Once caught, frogs should be kept in a "large" container as we all know they can jump quite high and far. Provide a small amount of water no deeper than half an inch as well as some structure upon which they can climb out of the water. Keeping them for an extended period of time can lead to their becoming diseased. It's best to use them as soon as you can after capture.
Catching Nightcrawlers and Leeches
Worms and Leeches, Smallmouth Favorites
Don't turn up your nose to catching nightcrawlers and leeches, especially if you're going after smallmouth. They love them.
Earthworms are readily available in bait shops but when it comes to catching live bait worms are just about as easy to get from your own yard. They can be easily gathered after heavy rains when the soil becomes saturated. They must come to the surface to breath otherwise they drown. They also surface at night where they can be found and caught.
If you're a gardener and keep a compost pile you have a ready made worm colony. Just turn it and you'll find all you need. It makes catching live bait worms a cinch.
Keep them in a box filled with moist sphagnum moss or potting soil in a cool place. When I was a kid I used to put them in boxes filled with shredded wet newspaper. Works like a charm.
Keep worms out of the sun. It kills them quick!
Leeches are many but the "ribbon leech" is the one most often used for fishing. While readily available in bait shops in the northern states they are few and far between outside of these areas. Thus, trapping them is necessary elsewhere.
Used to be, when I thought of catching live bait like leeches, I really got the "willies". However, leeches are not "bloodsuckers" (a completely different creature). They feed on dead and decaying animal matter, not blood. They won't latch on to you and bleed you dry. So not to worry.

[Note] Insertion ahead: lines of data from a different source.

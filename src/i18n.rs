// ==========================================
// ModCon 内容规划系统 - 提示文本渲染
// ==========================================
// 职责: 把引擎输出的 Notice (code + 参数) 渲染为 zh-CN / en 文本
// 约束: 词条 key 为 notice.<code>，占位符写作 %{name}
// 约束: 不支持的语言回退 zh-CN; 缺失词条回退为 code 本身
// 注意: rust_i18n::i18n! 宏已在 lib.rs 中初始化
// ==========================================

/// 默认语言
pub const DEFAULT_LOCALE: &str = "zh-CN";

/// 已提供词条的语言
pub const SUPPORTED_LOCALES: [&str; 2] = ["zh-CN", "en"];

pub fn current_locale() -> String {
    rust_i18n::locale().to_string()
}

/// 把命令行/环境变量给出的语言归一到已支持的语言
///
/// "en-US"、"en_GB" -> "en"; "zh"、"zh_cn" -> "zh-CN"; 其他 -> 默认语言
pub fn resolve_locale(requested: &str) -> &'static str {
    let primary = requested
        .trim()
        .split(['-', '_'])
        .next()
        .unwrap_or_default()
        .to_ascii_lowercase();
    match primary.as_str() {
        "en" => "en",
        _ => DEFAULT_LOCALE,
    }
}

/// 设置语言，返回实际生效的语言
pub fn set_locale(requested: &str) -> &'static str {
    let locale = resolve_locale(requested);
    rust_i18n::set_locale(locale);
    locale
}

/// 渲染提示文本
///
/// # 示例
/// ```no_run
/// use modcon_planner::i18n::notice_text;
/// let msg = notice_text("high_volume", &[("total", "60"), ("threshold", "48")]);
/// ```
pub fn notice_text(code: &str, args: &[(&str, &str)]) -> String {
    let full_key = format!("notice.{}", code);
    let key = full_key.as_str();
    let template = rust_i18n::t!(key).to_string();
    if template.ends_with(key) {
        return code.to_string();
    }

    let mut result = template;
    for (k, v) in args {
        let placeholder = format!("%{{{}}}", k);
        result = result.replace(&placeholder, v);
    }
    result
}

#[cfg(test)]
mod tests {
    use super::*;
    use std::sync::Mutex;

    // locale 是全局状态，测试并行执行时需要串行化
    static LOCALE_TEST_LOCK: Mutex<()> = Mutex::new(());

    #[test]
    fn test_resolve_locale() {
        assert_eq!(resolve_locale("en"), "en");
        assert_eq!(resolve_locale(" en-US "), "en");
        assert_eq!(resolve_locale("EN_gb"), "en");
        assert_eq!(resolve_locale("zh"), "zh-CN");
        assert_eq!(resolve_locale("zh_cn"), "zh-CN");
        assert_eq!(resolve_locale("fr-FR"), DEFAULT_LOCALE);
        assert_eq!(resolve_locale(""), DEFAULT_LOCALE);
    }

    #[test]
    fn test_set_locale_returns_applied_locale() {
        let _guard = LOCALE_TEST_LOCK.lock().unwrap();
        assert_eq!(set_locale("en-US"), "en");
        assert_eq!(current_locale(), "en");

        assert_eq!(set_locale("de"), "zh-CN");
        assert_eq!(current_locale(), "zh-CN");
    }

    #[test]
    fn test_notice_text_fills_placeholders() {
        let _guard = LOCALE_TEST_LOCK.lock().unwrap();
        set_locale("zh-CN");
        let msg = notice_text("high_volume", &[("total", "60"), ("threshold", "48")]);
        assert!(msg.contains("60"));
        assert!(msg.contains("48"));
        assert!(!msg.contains("%{"));

        set_locale("en");
        let msg = notice_text("high_volume", &[("total", "60"), ("threshold", "48")]);
        assert!(msg.contains("high-volume threshold 48"));

        set_locale("zh-CN");
    }

    #[test]
    fn test_unknown_code_falls_back_to_code() {
        let _guard = LOCALE_TEST_LOCK.lock().unwrap();
        set_locale("en");
        assert_eq!(notice_text("no_such_notice", &[]), "no_such_notice");
        set_locale("zh-CN");
    }

    #[test]
    fn test_notice_message_includes_subject() {
        let _guard = LOCALE_TEST_LOCK.lock().unwrap();
        set_locale("en");
        let notice = crate::engine::notice::Notice::error("rule_missing_name").subject("rule_7");
        assert_eq!(notice.message(), "Rule rule_7 has no name");
        set_locale("zh-CN");
    }
}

They can be easily captured in coffee cans or gunnysacks baited with some chicken etc and placed in shallow water where there is an abundance of minnows. As minnows die leeches feed on the carcasses. Merely crimp the top of the can and this will be sufficient to serve as a trap. The leeches will wiggle their way through the gunnysack fabric to the bait where they stay.
Once caught they can be kept for very long periods of time if kept in a cool place in styrofoam coolers or even minnow buckets.
Be sure and learn the regulations that govern catching live bait or selling and even using live bait in your state. They vary state to state. Also, be careful to not introduce any non-native or invasive species into any water body you fish whether in your home state or elsewhere.